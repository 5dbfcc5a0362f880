use std::collections::HashSet;

use tokio::sync::{broadcast, mpsc};
use tokio::task::JoinHandle;

use crate::cache::SnapshotCache;
use crate::error::AppError;
use crate::models::MovieRecord;
use crate::store::MovieStore;

/// Event delivered to a feed consumer
#[derive(Debug)]
pub enum FeedEvent {
    /// A record not yet seen by this subscription
    Item(MovieRecord),
    /// A batch finished processing; the consumer has a consistent view
    Synced,
    /// The subscription failed; the feed stops and is not retried here
    Failed(AppError),
}

/// Handle detaching a live subscription
///
/// A feed served from the cache has nothing to detach; cancel is a no-op.
pub struct FeedHandle {
    task: Option<JoinHandle<()>>,
}

impl FeedHandle {
    pub fn cancel(&mut self) {
        if let Some(task) = self.task.take() {
            task.abort();
        }
    }

    /// Whether this feed holds a live subscription
    pub fn is_live(&self) -> bool {
        self.task.is_some()
    }
}

impl Drop for FeedHandle {
    fn drop(&mut self) {
        self.cancel();
    }
}

/// Start a feed of movie records
///
/// With `force_refresh` unset and a fresh snapshot in the cache, the cached
/// records are replayed immediately and no subscription is opened.
/// Otherwise the feed subscribes to the store: the current collection is the
/// first batch, every committed mutation delivers another. Per batch,
/// records not yet emitted by this subscription are sent as `Item`s, the
/// accumulated set is written back to the cache when the batch contained
/// anything new, and `Synced` marks the batch boundary. A failed store read
/// emits `Failed` once and ends the feed; restarting is the caller's call.
pub fn start_feed(
    store: MovieStore,
    cache: SnapshotCache,
    force_refresh: bool,
) -> (mpsc::UnboundedReceiver<FeedEvent>, FeedHandle) {
    let (tx, rx) = mpsc::unbounded_channel();

    if !force_refresh {
        if let Some(cached) = cache.read() {
            tracing::debug!("Replaying {} cached movies", cached.len());
            for movie in cached {
                let _ = tx.send(FeedEvent::Item(movie));
            }
            let _ = tx.send(FeedEvent::Synced);
            return (rx, FeedHandle { task: None });
        }
    }

    tracing::debug!("Streaming fresh movie data from the store");
    let mut updates = store.subscribe();

    let task = tokio::spawn(async move {
        let mut seen: HashSet<String> = HashSet::new();
        let mut emitted: Vec<MovieRecord> = Vec::new();

        // The current collection is the first batch
        let first = match store.list().await {
            Ok(batch) => batch,
            Err(e) => {
                let _ = tx.send(FeedEvent::Failed(e));
                return;
            }
        };
        if !deliver_batch(first, &tx, &mut seen, &mut emitted, &cache) {
            return;
        }

        loop {
            let batch = match updates.recv().await {
                Ok(batch) => batch,
                // Every batch is a full snapshot, so skipped batches are
                // recovered by the next one
                Err(broadcast::error::RecvError::Lagged(skipped)) => {
                    tracing::warn!("Feed lagged, skipped {} batches", skipped);
                    continue;
                }
                Err(broadcast::error::RecvError::Closed) => break,
            };

            if !deliver_batch(batch, &tx, &mut seen, &mut emitted, &cache) {
                break;
            }
        }
    });

    (rx, FeedHandle { task: Some(task) })
}

/// Emit the unseen records of one batch, refresh the cache when the batch
/// brought news, and mark the batch boundary
///
/// Returns false when the consumer is gone.
fn deliver_batch(
    batch: Vec<MovieRecord>,
    tx: &mpsc::UnboundedSender<FeedEvent>,
    seen: &mut HashSet<String>,
    emitted: &mut Vec<MovieRecord>,
    cache: &SnapshotCache,
) -> bool {
    let mut fresh = false;

    for movie in batch {
        if seen.insert(movie.id.clone()) {
            if tx.send(FeedEvent::Item(movie.clone())).is_err() {
                return false;
            }
            emitted.push(movie);
            fresh = true;
        }
    }

    if fresh {
        cache.write(emitted);
    }

    tx.send(FeedEvent::Synced).is_ok()
}

#[cfg(test)]
mod tests {
    use super::*;
    use crate::db::open_database;
    use tempfile::TempDir;

    fn test_parts(tmp: &TempDir) -> (MovieStore, SnapshotCache) {
        let db = open_database(tmp.path().join("test.db")).unwrap();
        let cache = SnapshotCache::new(tmp.path().join("cache"), 30);
        (MovieStore::new(db), cache)
    }

    /// Drain events until the next batch boundary
    async fn collect_batch(rx: &mut mpsc::UnboundedReceiver<FeedEvent>) -> Vec<MovieRecord> {
        let mut items = Vec::new();
        while let Some(event) = rx.recv().await {
            match event {
                FeedEvent::Item(movie) => items.push(movie),
                FeedEvent::Synced => return items,
                FeedEvent::Failed(e) => panic!("feed failed: {e}"),
            }
        }
        panic!("feed ended without a batch boundary");
    }

    #[tokio::test]
    async fn test_fresh_cache_replays_without_subscription() {
        let tmp = TempDir::new().unwrap();
        let (store, cache) = test_parts(&tmp);

        let movie = store.add("Dune".to_string(), 2021).await.unwrap();
        cache.write(&[movie.clone()]);

        let (mut rx, handle) = start_feed(store, cache, false);

        assert!(!handle.is_live());
        assert_eq!(collect_batch(&mut rx).await, vec![movie]);
    }

    #[tokio::test]
    async fn test_cold_cache_streams_from_store() {
        let tmp = TempDir::new().unwrap();
        let (store, cache) = test_parts(&tmp);

        let movie = store.add("Dune".to_string(), 2021).await.unwrap();

        let (mut rx, mut handle) = start_feed(store, cache.clone(), false);

        assert!(handle.is_live());
        assert_eq!(collect_batch(&mut rx).await, vec![movie.clone()]);

        // The first live batch is written through to the cache
        assert_eq!(cache.read(), Some(vec![movie]));
        handle.cancel();
    }

    #[tokio::test]
    async fn test_force_refresh_bypasses_cache() {
        let tmp = TempDir::new().unwrap();
        let (store, cache) = test_parts(&tmp);

        let stale = MovieRecord {
            id: "0".repeat(64),
            name: "Gone".to_string(),
            name_lower: "gone".to_string(),
            year: 1990,
            created_at: 1,
        };
        cache.write(&[stale]);
        let movie = store.add("Dune".to_string(), 2021).await.unwrap();

        let (mut rx, mut handle) = start_feed(store, cache, true);

        assert!(handle.is_live());
        assert_eq!(collect_batch(&mut rx).await, vec![movie]);
        handle.cancel();
    }

    #[tokio::test]
    async fn test_duplicate_ids_emitted_once_per_subscription() {
        let tmp = TempDir::new().unwrap();
        let (store, cache) = test_parts(&tmp);

        let first = store.add("Dune".to_string(), 2021).await.unwrap();

        let (mut rx, mut handle) = start_feed(store.clone(), cache, true);
        assert_eq!(collect_batch(&mut rx).await, vec![first.clone()]);

        // The next snapshot repeats the first record; only the new one
        // may come through
        let second = store.add("Up".to_string(), 2009).await.unwrap();
        assert_eq!(collect_batch(&mut rx).await, vec![second]);

        // A snapshot with nothing new yields an empty batch
        store.delete(first.id).await.unwrap();
        assert_eq!(collect_batch(&mut rx).await, vec![]);
        handle.cancel();
    }

    #[tokio::test]
    async fn test_cancel_detaches_subscription() {
        let tmp = TempDir::new().unwrap();
        let (store, cache) = test_parts(&tmp);

        let (mut rx, mut handle) = start_feed(store.clone(), cache, true);
        assert_eq!(collect_batch(&mut rx).await, vec![]);

        handle.cancel();
        assert!(!handle.is_live());

        // Mutations after cancel no longer reach the receiver
        store.add("Dune".to_string(), 2021).await.unwrap();
        assert!(rx.recv().await.is_none());
    }
}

______

ACTIVITY: Go line by line through the data and copy any that contain "FeedEvent".

ANSWER BOX:
pub enum FeedEvent {
) -> (mpsc::UnboundedReceiver<FeedEvent>, FeedHandle) {
                let _ = tx.send(FeedEvent::Item(movie));
            let _ = tx.send(FeedEvent::Synced);
                let _ = tx.send(FeedEvent::Failed(e));
    tx: &mpsc::UnboundedSender<FeedEvent>,
            if tx.send(FeedEvent::Item(movie.clone())).is_err() {
    tx.send(FeedEvent::Synced).is_ok()
    async fn collect_batch(rx: &mut mpsc::UnboundedReceiver<FeedEvent>) -> Vec<MovieRecord> {
                FeedEvent::Item(movie) => items.push(movie),
                FeedEvent::Synced => return items,
                FeedEvent::Failed(e) => panic!("feed failed: {e}"),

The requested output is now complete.